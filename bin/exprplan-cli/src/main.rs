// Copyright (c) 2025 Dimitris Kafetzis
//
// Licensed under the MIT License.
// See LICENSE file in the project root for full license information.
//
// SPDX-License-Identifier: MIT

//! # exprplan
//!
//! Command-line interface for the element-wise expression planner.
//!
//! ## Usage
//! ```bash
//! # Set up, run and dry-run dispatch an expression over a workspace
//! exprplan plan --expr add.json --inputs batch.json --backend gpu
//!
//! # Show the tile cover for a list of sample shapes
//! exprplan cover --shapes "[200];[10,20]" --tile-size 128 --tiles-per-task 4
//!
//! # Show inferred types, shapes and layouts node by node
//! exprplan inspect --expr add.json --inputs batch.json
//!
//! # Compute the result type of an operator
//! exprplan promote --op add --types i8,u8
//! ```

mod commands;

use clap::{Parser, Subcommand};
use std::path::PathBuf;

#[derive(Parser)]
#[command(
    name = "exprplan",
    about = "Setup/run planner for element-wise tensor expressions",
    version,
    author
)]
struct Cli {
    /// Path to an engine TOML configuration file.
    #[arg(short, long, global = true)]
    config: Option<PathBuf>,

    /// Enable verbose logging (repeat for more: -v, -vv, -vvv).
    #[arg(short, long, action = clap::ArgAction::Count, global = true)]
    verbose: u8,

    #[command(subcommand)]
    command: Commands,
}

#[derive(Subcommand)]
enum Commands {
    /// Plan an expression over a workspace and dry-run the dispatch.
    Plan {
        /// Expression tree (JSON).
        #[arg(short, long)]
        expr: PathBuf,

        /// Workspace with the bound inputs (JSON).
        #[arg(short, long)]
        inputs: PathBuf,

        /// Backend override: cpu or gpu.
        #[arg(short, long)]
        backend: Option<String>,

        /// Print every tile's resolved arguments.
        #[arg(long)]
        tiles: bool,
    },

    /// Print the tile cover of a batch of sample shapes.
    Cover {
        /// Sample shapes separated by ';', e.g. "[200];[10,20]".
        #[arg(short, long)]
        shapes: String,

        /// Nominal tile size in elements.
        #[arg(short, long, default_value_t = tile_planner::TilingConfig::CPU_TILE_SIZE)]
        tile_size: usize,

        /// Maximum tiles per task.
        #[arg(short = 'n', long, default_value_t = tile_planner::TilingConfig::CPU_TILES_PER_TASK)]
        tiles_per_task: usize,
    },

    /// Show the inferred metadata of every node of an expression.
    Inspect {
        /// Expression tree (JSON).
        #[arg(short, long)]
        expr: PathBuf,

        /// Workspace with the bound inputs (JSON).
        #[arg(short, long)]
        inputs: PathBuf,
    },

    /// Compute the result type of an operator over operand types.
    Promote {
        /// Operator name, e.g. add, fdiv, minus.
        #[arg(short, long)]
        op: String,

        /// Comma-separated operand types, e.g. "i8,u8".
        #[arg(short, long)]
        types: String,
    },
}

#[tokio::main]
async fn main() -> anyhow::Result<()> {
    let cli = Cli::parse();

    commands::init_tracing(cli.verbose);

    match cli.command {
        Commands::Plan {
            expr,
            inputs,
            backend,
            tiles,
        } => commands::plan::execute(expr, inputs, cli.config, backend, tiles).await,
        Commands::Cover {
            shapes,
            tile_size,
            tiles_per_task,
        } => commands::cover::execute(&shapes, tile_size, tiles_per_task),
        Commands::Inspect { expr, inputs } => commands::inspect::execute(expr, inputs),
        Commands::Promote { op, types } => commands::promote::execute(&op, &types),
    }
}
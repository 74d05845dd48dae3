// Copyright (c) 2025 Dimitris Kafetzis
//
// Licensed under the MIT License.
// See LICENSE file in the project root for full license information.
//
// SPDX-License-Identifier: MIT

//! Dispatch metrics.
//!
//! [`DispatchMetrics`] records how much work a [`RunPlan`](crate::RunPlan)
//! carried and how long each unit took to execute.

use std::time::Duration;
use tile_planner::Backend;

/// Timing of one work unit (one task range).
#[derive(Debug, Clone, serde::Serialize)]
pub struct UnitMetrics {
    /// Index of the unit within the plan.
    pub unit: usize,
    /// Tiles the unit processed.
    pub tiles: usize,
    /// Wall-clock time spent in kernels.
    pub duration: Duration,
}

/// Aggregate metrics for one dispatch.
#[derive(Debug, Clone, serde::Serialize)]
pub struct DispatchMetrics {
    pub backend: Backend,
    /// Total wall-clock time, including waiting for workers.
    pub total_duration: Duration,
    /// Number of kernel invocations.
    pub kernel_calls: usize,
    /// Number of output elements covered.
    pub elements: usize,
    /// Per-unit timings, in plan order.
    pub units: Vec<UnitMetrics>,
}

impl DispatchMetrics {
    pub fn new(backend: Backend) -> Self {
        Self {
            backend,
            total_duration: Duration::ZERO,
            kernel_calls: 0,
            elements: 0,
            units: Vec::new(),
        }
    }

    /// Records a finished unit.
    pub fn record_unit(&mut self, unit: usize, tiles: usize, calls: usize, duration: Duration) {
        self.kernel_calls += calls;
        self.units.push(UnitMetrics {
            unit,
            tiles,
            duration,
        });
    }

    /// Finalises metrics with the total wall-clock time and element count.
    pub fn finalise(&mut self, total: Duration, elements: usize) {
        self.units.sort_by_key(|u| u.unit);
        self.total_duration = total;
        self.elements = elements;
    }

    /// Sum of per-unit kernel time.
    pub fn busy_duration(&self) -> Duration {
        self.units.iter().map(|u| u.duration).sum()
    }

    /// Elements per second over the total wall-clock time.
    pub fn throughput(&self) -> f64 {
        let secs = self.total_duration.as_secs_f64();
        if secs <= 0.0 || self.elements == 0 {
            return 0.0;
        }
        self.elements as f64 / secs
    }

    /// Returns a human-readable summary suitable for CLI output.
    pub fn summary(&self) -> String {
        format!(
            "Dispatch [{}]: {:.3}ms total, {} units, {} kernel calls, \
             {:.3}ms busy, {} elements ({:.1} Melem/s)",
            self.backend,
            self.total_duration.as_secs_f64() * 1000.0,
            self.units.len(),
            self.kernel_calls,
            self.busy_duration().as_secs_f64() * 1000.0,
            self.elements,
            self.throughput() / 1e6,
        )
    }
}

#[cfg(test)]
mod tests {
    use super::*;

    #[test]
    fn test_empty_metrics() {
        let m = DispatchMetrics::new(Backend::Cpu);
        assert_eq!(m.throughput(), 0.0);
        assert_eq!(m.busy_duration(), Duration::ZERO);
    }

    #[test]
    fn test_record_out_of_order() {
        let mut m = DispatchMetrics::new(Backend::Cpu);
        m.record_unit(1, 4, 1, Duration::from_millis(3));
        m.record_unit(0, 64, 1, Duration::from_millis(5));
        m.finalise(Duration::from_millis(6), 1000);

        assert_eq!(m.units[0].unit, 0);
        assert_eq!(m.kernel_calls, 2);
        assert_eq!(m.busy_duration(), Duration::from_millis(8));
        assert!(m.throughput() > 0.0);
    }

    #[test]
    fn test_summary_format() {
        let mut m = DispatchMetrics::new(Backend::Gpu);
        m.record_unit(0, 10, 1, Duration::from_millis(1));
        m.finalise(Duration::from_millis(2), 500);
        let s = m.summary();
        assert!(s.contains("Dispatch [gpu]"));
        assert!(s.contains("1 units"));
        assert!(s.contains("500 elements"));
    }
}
════════
EXERCISE >>
Produce an identical printout of the material above.

OUTPUT OF THE EXERCISE >>
filename bin/exprplan-cli/src/main.rs
// Copyright (c) 2025 Dimitris Kafetzis
//
// Licensed under the MIT License.
// See LICENSE file in the project root for full license information.
//
// SPDX-License-Identifier: MIT

//! # exprplan
//!
//! Command-line interface for the element-wise expression planner.
//!
//! ## Usage
//! ```bash
//! # Set up, run and dry-run dispatch an expression over a workspace
//! exprplan plan --expr add.json --inputs batch.json --backend gpu
//!
//! # Show the tile cover for a list of sample shapes
//! exprplan cover --shapes "[200];[10,20]" --tile-size 128 --tiles-per-task 4
//!
//! # Show inferred types, shapes and layouts node by node
//! exprplan inspect --expr add.json --inputs batch.json
//!
//! # Compute the result type of an operator
//! exprplan promote --op add --types i8,u8
//! ```

mod commands;

use clap::{Parser, Subcommand};
use std::path::PathBuf;

#[derive(Parser)]
#[command(
    name = "exprplan",
    about = "Setup/run planner for element-wise tensor expressions",
    version,
    author
)]
struct Cli {
    /// Path to an engine TOML configuration file.
    #[arg(short, long, global = true)]
    config: Option<PathBuf>,

    /// Enable verbose logging (repeat for more: -v, -vv, -vvv).
    #[arg(short, long, action = clap::ArgAction::Count, global = true)]
    verbose: u8,

    #[command(subcommand)]
    command: Commands,
}

#[derive(Subcommand)]
enum Commands {
    /// Plan an expression over a workspace and dry-run the dispatch.
    Plan {
        /// Expression tree (JSON).
        #[arg(short, long)]
        expr: PathBuf,

        /// Workspace with the bound inputs (JSON).
        #[arg(short, long)]
        inputs: PathBuf,

        /// Backend override: cpu or gpu.
        #[arg(short, long)]
        backend: Option<String>,

        /// Print every tile's resolved arguments.
        #[arg(long)]
        tiles: bool,
    },

    /// Print the tile cover of a batch of sample shapes.
    Cover {
        /// Sample shapes separated by ';', e.g. "[200];[10,20]".
        #[arg(short, long)]
        shapes: String,

        /// Nominal tile size in elements.
        #[arg(short, long, default_value_t = tile_planner::TilingConfig::CPU_TILE_SIZE)]
        tile_size: usize,

        /// Maximum tiles per task.
        #[arg(short = 'n', long, default_value_t = tile_planner::TilingConfig::CPU_TILES_PER_TASK)]
        tiles_per_task: usize,
    },

    /// Show the inferred metadata of every node of an expression.
    Inspect {
        /// Expression tree (JSON).
        #[arg(short, long)]
        expr: PathBuf,

        /// Workspace with the bound inputs (JSON).
        #[arg(short, long)]
        inputs: PathBuf,
    },

    /// Compute the result type of an operator over operand types.
    Promote {
        /// Operator name, e.g. add, fdiv, minus.
        #[arg(short, long)]
        op: String,

        /// Comma-separated operand types, e.g. "i8,u8".
        #[arg(short, long)]
        types: String,
    },
}

#[tokio::main]
async fn main() -> anyhow::Result<()> {
    let cli = Cli::parse();

    commands::init_tracing(cli.verbose);

    match cli.command {
        Commands::Plan {
            expr,
            inputs,
            backend,
            tiles,
        } => commands::plan::execute(expr, inputs, cli.config, backend, tiles).await,
        Commands::Cover {
            shapes,
            tile_size,
            tiles_per_task,
        } => commands::cover::execute(&shapes, tile_size, tiles_per_task),
        Commands::Inspect { expr, inputs } => commands::inspect::execute(expr, inputs),
        Commands::Promote { op, types } => commands::promote::execute(&op, &types),
    }
}
repository 74d05845dd48dae3
// Copyright (c) 2025 Dimitris Kafetzis
//
// Licensed under the MIT License.
// See LICENSE file in the project root for full license information.
//
// SPDX-License-Identifier: MIT

//! Dispatch metrics.
//!
//! [`DispatchMetrics`] records how much work a [`RunPlan`](crate::RunPlan)
//! carried and how long each unit took to execute.

use std::time::Duration;
use tile_planner::Backend;

/// Timing of one work unit (one task range).
#[derive(Debug, Clone, serde::Serialize)]
pub struct UnitMetrics {
    /// Index of the unit within the plan.
    pub unit: usize,
    /// Tiles the unit processed.
    pub tiles: usize,
    /// Wall-clock time spent in kernels.
    pub duration: Duration,
}

/// Aggregate metrics for one dispatch.
#[derive(Debug, Clone, serde::Serialize)]
pub struct DispatchMetrics {
    pub backend: Backend,
    /// Total wall-clock time, including waiting for workers.
    pub total_duration: Duration,
    /// Number of kernel invocations.
    pub kernel_calls: usize,
    /// Number of output elements covered.
    pub elements: usize,
    /// Per-unit timings, in plan order.
    pub units: Vec<UnitMetrics>,
}

impl DispatchMetrics {
    pub fn new(backend: Backend) -> Self {
        Self {
            backend,
            total_duration: Duration::ZERO,
            kernel_calls: 0,
            elements: 0,
            units: Vec::new(),
        }
    }

    /// Records a finished unit.
    pub fn record_unit(&mut self, unit: usize, tiles: usize, calls: usize, duration: Duration) {
        self.kernel_calls += calls;
        self.units.push(UnitMetrics {
            unit,
            tiles,
            duration,
        });
    }

    /// Finalises metrics with the total wall-clock time and element count.
    pub fn finalise(&mut self, total: Duration, elements: usize) {
        self.units.sort_by_key(|u| u.unit);
        self.total_duration = total;
        self.elements = elements;
    }

    /// Sum of per-unit kernel time.
    pub fn busy_duration(&self) -> Duration {
        self.units.iter().map(|u| u.duration).sum()
    }

    /// Elements per second over the total wall-clock time.
    pub fn throughput(&self) -> f64 {
        let secs = self.total_duration.as_secs_f64();
        if secs <= 0.0 || self.elements == 0 {
            return 0.0;
        }
        self.elements as f64 / secs
    }

    /// Returns a human-readable summary suitable for CLI output.
    pub fn summary(&self) -> String {
        format!(
            "Dispatch [{}]: {:.3}ms total, {} units, {} kernel calls, \
             {:.3}ms busy, {} elements ({:.1} Melem/s)",
            self.backend,
            self.total_duration.as_secs_f64() * 1000.0,
            self.units.len(),
            self.kernel_calls,
            self.busy_duration().as_secs_f64() * 1000.0,
            self.elements,
            self.throughput() / 1e6,
        )
    }
}

#[cfg(test)]
mod tests {
    use super::*;

    #[test]
    fn test_empty_metrics() {
        let m = DispatchMetrics::new(Backend::Cpu);
        assert_eq!(m.throughput(), 0.0);
        assert_eq!(m.busy_duration(), Duration::ZERO);
    }

    #[test]
    fn test_record_out_of_order() {
        let mut m = DispatchMetrics::new(Backend::Cpu);
        m.record_unit(1, 4, 1, Duration::from_millis(3));
        m.record_unit(0, 64, 1, Duration::from_millis(5));
        m.finalise(Duration::from_millis(6), 1000);

        assert_eq!(m.units[0].unit, 0);
        assert_eq!(m.kernel_calls, 2);
        assert_eq!(m.busy_duration(), Duration::from_millis(8));
        assert!(m.throughput() > 0.0);
    }

    #[test]
    fn test_summary_format() {
        let mut m = DispatchMetrics::new(Backend::Gpu);
        m.record_unit(0, 10, 1, Duration::from_millis(1));
        m.finalise(Duration::from_millis(2), 500);
        let s = m.summary();
        assert!(s.contains("Dispatch [gpu]"));
        assert!(s.contains("1 units"));
        assert!(s.contains("500 elements"));
    }
}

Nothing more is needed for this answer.